John Grisham: frasi shock sulla pedofilia, poi le scuse

Dichiarazioni non proprio “bestseller” quelle di John Grisham al Daily Telegraph. Lo scrittore americano, infatti, è stato sommerso da una valanga di polemiche dopo aver dichiarato che la giustizia americana è “impazzita” e condanna ingiustamente troppe persone semplicemente perché guardano qualche filmato pedopornografico.

«Adesso ci sono carceri piene di uomini della mia età – ha dichiarato Grisham in un’intervista per presentare il suo nuovo romanzo, Grey mountain, che uscirà la settimana prossima -. Uomini bianchi di 60 anni in prigione che non hanno mai fatto male a nessuno e che non toccherebbero mai un bambino». Il punto, secondo Grisham, è che i giudici americani sono «impazziti», giacché non fanno distizione tra i veri pedofili e quelli che, magari accidentalmente, si imbattono in video pedopornografici. «Non ho nessuna compassione per i veri pedofili. Dio ti prego rinchiudi questa gente. Ma molte di queste persone non si meritano dure sentenze in prigione e questo è ciò che ricevono», ha sostenuto lo scrittore.

Ovviamente, l’intervista al Daily Telegraph ha avuto fortissime ripercussioni. Dure critiche sono arrivate dall’associazione Nspcc, che si occupa della protezione dei minori. «I commenti di Grisham mandano un messaggio pericoloso secondo cui il “solo guardare” le immagini non fa alcun male – ha dichiarato Jon Brown, un rappresentante dell’associazione – In realtà, ogni immagine riguarda un bambino vero che ha sofferto e ogni volta che queste immagini sono cliccate o scaricate si crea una domanda che non fa che provocare altri abusi sui minori». Grisham, dopo altri commenti su questa falsariga e persino più duri, ha fatto allora le sue scuse. «Chiunque faccia del male ad un bambino per profitto o per piacere, o chi partecipi in qualsiasi forma ad attività pedopornografiche – online o altro – deve essere punito applicando a pieno la legge», ha scritto l’autore sul suo sito web. «I miei commenti non intendevano in alcun modo esprimere compassione verso chi è condannato per crimini sessuali. Me ne rammarico e mi scuso con tutti».
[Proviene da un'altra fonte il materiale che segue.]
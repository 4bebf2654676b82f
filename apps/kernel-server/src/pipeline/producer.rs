// [[AXON]]/apps/kernel-server/src/pipeline/producer.rs
// Purpose: Webhook ingress. Signature check, idempotency dedup, stream append.
// Architecture: Event Pipeline Layer
// Dependencies: redis (streams), hmac, sha2

use chrono::Utc;
use hmac::{Hmac, Mac};
use sha2::Sha256;
use uuid::Uuid;

use super::record_to_fields;
use crate::config::PipelineConfig;
use crate::error::KernelError;
use crate::models::EventRecord;
use crate::redis_client::RedisClient;

type HmacSha256 = Hmac<Sha256>;

/// Constant-time HMAC-SHA256 check over the raw request body. Accepts the
/// bare hex digest or the `sha256=` prefixed form.
pub fn verify_signature(secret: &str, raw_body: &[u8], signature_hex: &str) -> Result<(), KernelError> {
    let presented = signature_hex
        .strip_prefix("sha256=")
        .unwrap_or(signature_hex);
    let presented = hex::decode(presented)
        .map_err(|_| KernelError::Unauthorized("malformed webhook signature".into()))?;
    let mut mac = HmacSha256::new_from_slice(secret.as_bytes())
        .map_err(|_| KernelError::Internal("webhook secret unusable".into()))?;
    mac.update(raw_body);
    mac.verify_slice(&presented)
        .map_err(|_| KernelError::Unauthorized("webhook signature mismatch".into()))
}

#[derive(Debug, PartialEq, Eq)]
pub enum IngestOutcome {
    Accepted { id: String },
    /// Duplicate idempotency key inside the dedup window.
    AlreadyAccepted,
}

pub struct WebhookProducer {
    redis: RedisClient,
    cfg: PipelineConfig,
    secret: String,
}

impl WebhookProducer {
    pub fn new(redis: RedisClient, cfg: PipelineConfig, secret: String) -> Self {
        WebhookProducer { redis, cfg, secret }
    }

    pub fn verify(&self, raw_body: &[u8], signature_hex: &str) -> Result<(), KernelError> {
        verify_signature(&self.secret, raw_body, signature_hex)
    }

    /// Append to the primary stream unless the idempotency key was already
    /// seen inside the dedup window.
    pub async fn ingest(
        &self,
        tenant_id: Uuid,
        event_type: &str,
        payload: serde_json::Value,
        idempotency_key: &str,
    ) -> Result<IngestOutcome, KernelError> {
        if idempotency_key.is_empty() {
            return Err(KernelError::InvalidInput("empty idempotency key".into()));
        }

        // SET NX EX marks the key; losing the race means a duplicate.
        let dedup_key = format!("webhook:dedup:{{{}}}:{}", tenant_id, idempotency_key);
        let ttl = self.cfg.dedup_ttl_secs;
        let fresh: bool = self
            .redis
            .run("webhook_dedup", move |mut con| {
                let key = dedup_key.clone();
                async move {
                    redis::cmd("SET")
                        .arg(&key)
                        .arg(1)
                        .arg("NX")
                        .arg("EX")
                        .arg(ttl)
                        .query_async::<_, Option<String>>(&mut con)
                        .await
                        .map(|reply| reply.is_some())
                }
            })
            .await?;
        if !fresh {
            metrics::counter!("webhook_ingest_total", "outcome" => "duplicate").increment(1);
            return Ok(IngestOutcome::AlreadyAccepted);
        }

        let record = EventRecord {
            id: Uuid::new_v4().to_string(),
            tenant_id,
            event_type: event_type.to_string(),
            payload,
            attempts: 0,
            first_seen_at: Utc::now(),
            last_error: None,
        };
        let stream = self.cfg.stream.clone();
        let fields = record_to_fields(&record);
        let stream_id: String = self
            .redis
            .run("webhook_xadd", move |mut con| {
                let stream = stream.clone();
                let fields = fields.clone();
                async move { redis::AsyncCommands::xadd(&mut con, stream, "*", &fields).await }
            })
            .await?;

        tracing::debug!(
            "webhook {} accepted as {} on stream {}",
            record.id,
            stream_id,
            self.cfg.stream
        );
        metrics::counter!("webhook_ingest_total", "outcome" => "accepted").increment(1);
        Ok(IngestOutcome::Accepted { id: record.id })
    }
}

#[cfg(test)]
mod tests {
    use super::*;

    fn mac_hex(secret: &str, body: &[u8]) -> String {
        let mut mac = HmacSha256::new_from_slice(secret.as_bytes()).unwrap();
        mac.update(body);
        hex::encode(mac.finalize().into_bytes())
    }

    #[test]
    fn valid_signature_accepted() {
        let sig = mac_hex("s3cret", b"payload-bytes");
        assert!(verify_signature("s3cret", b"payload-bytes", &sig).is_ok());
        assert!(verify_signature("s3cret", b"payload-bytes", &format!("sha256={}", sig)).is_ok());
    }

    #[test]
    fn wrong_secret_rejected() {
        let sig = mac_hex("other", b"payload-bytes");
        assert!(verify_signature("s3cret", b"payload-bytes", &sig).is_err());
    }

    #[test]
    fn tampered_body_rejected() {
        let sig = mac_hex("s3cret", b"payload-bytes");
        assert!(verify_signature("s3cret", b"payload-bytez", &sig).is_err());
    }

    #[test]
    fn garbage_signature_is_unauthorized_not_panic() {
        let err = verify_signature("s3cret", b"x", "not-hex!").unwrap_err();
        assert_eq!(err.kind(), "unauthorized");
    }
}
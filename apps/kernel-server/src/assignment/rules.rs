// [[AXON]]/apps/kernel-server/src/assignment/rules.rs
// Purpose: Rule book mapping task types to configured routing strategies.
// Architecture: Domain Logic Layer
// Dependencies: DashMap

use dashmap::DashMap;

use super::strategies::Strategy;
use crate::models::Task;

#[derive(Debug, Clone)]
pub struct AssignmentRule {
    pub id: String,
    pub name: String,
    /// Exact task type, or a prefix ending in '*'.
    pub task_type: String,
    pub strategy: Strategy,
}

impl AssignmentRule {
    fn matches(&self, task_type: &str) -> bool {
        match self.task_type.strip_suffix('*') {
            Some(prefix) => task_type.starts_with(prefix),
            None => self.task_type == task_type,
        }
    }
}

/// Active routing rules. Operators register rules over the admin surface;
/// the defaults cover the platform's own background task types.
pub struct RuleBook {
    rules: DashMap<String, AssignmentRule>,
}

impl RuleBook {
    pub fn with_defaults() -> Self {
        let book = RuleBook {
            rules: DashMap::new(),
        };
        // Heartbeat-style maintenance work spreads evenly regardless of
        // capability weighting.
        book.register(AssignmentRule {
            id: "maintenance-rr".to_string(),
            name: "Maintenance tasks round-robin".to_string(),
            task_type: "maintenance.*".to_string(),
            strategy: Strategy::RoundRobin,
        });
        // Fan-out batches go wherever the queue is shortest.
        book.register(AssignmentRule {
            id: "batch-least-loaded".to_string(),
            name: "Batch shards to least-loaded".to_string(),
            task_type: "batch.*".to_string(),
            strategy: Strategy::LeastLoaded,
        });
        book
    }

    pub fn register(&self, rule: AssignmentRule) {
        self.rules.insert(rule.id.clone(), rule);
    }

    pub fn remove(&self, id: &str) -> bool {
        self.rules.remove(id).is_some()
    }

    pub fn strategy_for(&self, task: &Task) -> Option<Strategy> {
        self.rules
            .iter()
            .find(|r| r.matches(&task.task_type))
            .map(|r| r.strategy)
    }

    pub fn list(&self) -> Vec<AssignmentRule> {
        self.rules.iter().map(|r| r.value().clone()).collect()
    }
}

#[cfg(test)]
mod tests {
    use super::*;
    use crate::assignment::tests::task_with;
    use crate::models::TaskPriority;
    use serde_json::json;

    #[test]
    fn prefix_rules_match() {
        let book = RuleBook::with_defaults();
        let mut task = task_with(json!({}), TaskPriority::Normal);
        task.task_type = "maintenance.compact".to_string();
        assert_eq!(book.strategy_for(&task), Some(Strategy::RoundRobin));

        task.task_type = "batch.shard-7".to_string();
        assert_eq!(book.strategy_for(&task), Some(Strategy::LeastLoaded));

        task.task_type = "build".to_string();
        assert_eq!(book.strategy_for(&task), None);
    }

    #[test]
    fn exact_rules_match_and_remove() {
        let book = RuleBook::with_defaults();
        book.register(AssignmentRule {
            id: "r1".to_string(),
            name: "deploys by cost".to_string(),
            task_type: "deploy".to_string(),
            strategy: Strategy::CostOptimized,
        });
        let mut task = task_with(json!({}), TaskPriority::Normal);
        task.task_type = "deploy".to_string();
        assert_eq!(book.strategy_for(&task), Some(Strategy::CostOptimized));

        assert!(book.remove("r1"));
        assert_eq!(book.strategy_for(&task), None);
    }
}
Grisham già in passato era finito nel mirino per alcune sue dichiarazioni sul razzismo. Nel 2013 aveva dichiarato: «Siamo tutti razzisti a livelli differenti, preferiamo la nostra razza e siamo pronti a condannare gli altri», e anche lì non erano mancate le proteste. La sensazione, insomma, è che Grisham sia molto più bravo come romanziere che come pr.